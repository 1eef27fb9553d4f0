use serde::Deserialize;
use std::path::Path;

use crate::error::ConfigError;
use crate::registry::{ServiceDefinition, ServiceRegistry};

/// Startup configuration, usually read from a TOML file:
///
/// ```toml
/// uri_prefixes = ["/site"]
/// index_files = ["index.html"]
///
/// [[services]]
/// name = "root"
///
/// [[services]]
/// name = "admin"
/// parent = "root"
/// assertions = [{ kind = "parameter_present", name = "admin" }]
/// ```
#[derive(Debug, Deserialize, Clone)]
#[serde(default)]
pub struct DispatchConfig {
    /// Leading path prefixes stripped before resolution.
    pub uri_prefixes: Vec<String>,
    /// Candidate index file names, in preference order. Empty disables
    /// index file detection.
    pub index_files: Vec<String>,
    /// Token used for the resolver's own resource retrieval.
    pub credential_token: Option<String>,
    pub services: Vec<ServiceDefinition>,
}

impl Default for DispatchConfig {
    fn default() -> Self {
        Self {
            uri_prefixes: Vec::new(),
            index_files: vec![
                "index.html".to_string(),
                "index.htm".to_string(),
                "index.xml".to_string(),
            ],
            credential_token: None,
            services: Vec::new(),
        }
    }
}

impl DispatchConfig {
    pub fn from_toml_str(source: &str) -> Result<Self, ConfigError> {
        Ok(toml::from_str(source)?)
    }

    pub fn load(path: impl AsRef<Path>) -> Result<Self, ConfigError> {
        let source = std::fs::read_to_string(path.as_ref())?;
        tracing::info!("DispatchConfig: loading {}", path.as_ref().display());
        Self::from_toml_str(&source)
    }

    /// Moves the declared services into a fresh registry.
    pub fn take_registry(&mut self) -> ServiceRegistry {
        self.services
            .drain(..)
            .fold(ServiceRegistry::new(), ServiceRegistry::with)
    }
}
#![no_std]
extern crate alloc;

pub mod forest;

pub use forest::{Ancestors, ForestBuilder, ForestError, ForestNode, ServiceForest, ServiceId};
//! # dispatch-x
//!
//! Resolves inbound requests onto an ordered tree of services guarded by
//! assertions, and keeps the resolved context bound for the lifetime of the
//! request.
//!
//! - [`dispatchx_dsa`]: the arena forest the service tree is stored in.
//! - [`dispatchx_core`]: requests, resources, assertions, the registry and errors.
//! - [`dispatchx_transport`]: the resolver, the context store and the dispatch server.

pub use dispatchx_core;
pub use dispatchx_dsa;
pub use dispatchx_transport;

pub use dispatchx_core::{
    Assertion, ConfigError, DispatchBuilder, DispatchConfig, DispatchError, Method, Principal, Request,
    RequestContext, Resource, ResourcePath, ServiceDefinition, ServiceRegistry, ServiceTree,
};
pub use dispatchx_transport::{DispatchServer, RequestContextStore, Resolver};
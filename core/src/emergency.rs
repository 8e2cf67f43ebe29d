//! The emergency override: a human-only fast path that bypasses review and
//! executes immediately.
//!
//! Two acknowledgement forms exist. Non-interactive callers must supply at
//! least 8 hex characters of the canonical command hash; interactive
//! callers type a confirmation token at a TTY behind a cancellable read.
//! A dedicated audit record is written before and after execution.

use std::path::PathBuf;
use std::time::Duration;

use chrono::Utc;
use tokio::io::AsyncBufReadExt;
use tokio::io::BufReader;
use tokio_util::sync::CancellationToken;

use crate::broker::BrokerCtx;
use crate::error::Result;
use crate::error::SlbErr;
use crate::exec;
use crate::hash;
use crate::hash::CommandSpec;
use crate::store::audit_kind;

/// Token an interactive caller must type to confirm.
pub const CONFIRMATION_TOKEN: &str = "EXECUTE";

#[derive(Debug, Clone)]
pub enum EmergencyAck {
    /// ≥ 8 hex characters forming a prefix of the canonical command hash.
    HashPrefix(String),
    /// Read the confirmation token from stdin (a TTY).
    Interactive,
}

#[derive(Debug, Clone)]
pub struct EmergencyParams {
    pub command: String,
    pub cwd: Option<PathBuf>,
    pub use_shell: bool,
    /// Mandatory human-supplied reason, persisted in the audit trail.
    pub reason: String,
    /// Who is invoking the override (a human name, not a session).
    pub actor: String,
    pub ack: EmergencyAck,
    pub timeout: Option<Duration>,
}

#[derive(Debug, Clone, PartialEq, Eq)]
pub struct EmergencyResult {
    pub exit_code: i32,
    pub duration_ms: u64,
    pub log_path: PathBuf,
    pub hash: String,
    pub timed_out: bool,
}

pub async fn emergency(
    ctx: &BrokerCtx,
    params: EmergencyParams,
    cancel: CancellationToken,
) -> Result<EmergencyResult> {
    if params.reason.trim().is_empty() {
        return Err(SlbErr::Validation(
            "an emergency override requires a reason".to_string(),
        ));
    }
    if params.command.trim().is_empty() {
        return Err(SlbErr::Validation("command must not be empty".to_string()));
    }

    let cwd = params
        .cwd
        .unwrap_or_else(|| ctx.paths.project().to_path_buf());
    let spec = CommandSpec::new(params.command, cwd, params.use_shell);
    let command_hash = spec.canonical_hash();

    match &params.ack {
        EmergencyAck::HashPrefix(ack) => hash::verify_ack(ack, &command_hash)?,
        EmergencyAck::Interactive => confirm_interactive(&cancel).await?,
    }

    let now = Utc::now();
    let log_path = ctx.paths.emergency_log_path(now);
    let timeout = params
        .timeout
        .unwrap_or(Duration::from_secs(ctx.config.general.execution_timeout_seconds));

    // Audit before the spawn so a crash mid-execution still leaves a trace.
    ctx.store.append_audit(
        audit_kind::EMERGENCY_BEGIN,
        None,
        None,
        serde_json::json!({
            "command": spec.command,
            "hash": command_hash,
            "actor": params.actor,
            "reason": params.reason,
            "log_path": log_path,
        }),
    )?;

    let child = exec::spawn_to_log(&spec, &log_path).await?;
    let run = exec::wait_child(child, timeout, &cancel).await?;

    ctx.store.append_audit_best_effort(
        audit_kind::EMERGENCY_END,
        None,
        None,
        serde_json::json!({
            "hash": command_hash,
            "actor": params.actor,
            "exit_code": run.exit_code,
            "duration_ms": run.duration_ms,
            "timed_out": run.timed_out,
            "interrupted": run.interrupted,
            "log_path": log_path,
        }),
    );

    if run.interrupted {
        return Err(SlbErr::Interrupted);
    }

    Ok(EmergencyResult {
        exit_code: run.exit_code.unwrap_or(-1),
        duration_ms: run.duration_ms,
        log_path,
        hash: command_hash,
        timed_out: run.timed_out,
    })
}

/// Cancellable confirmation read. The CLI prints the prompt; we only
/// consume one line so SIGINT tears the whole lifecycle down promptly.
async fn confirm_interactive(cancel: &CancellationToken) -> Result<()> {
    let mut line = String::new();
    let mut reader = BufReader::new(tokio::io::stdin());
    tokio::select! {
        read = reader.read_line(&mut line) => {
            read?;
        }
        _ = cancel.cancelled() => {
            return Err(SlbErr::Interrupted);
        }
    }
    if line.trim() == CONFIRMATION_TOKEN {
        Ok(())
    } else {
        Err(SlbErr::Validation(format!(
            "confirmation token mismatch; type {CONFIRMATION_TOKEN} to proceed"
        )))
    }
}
• • • • • • •
_Exercise aim_
For the data above, state how many of its lines contain the word "child", giving no other text.

_Solution to the problem_
2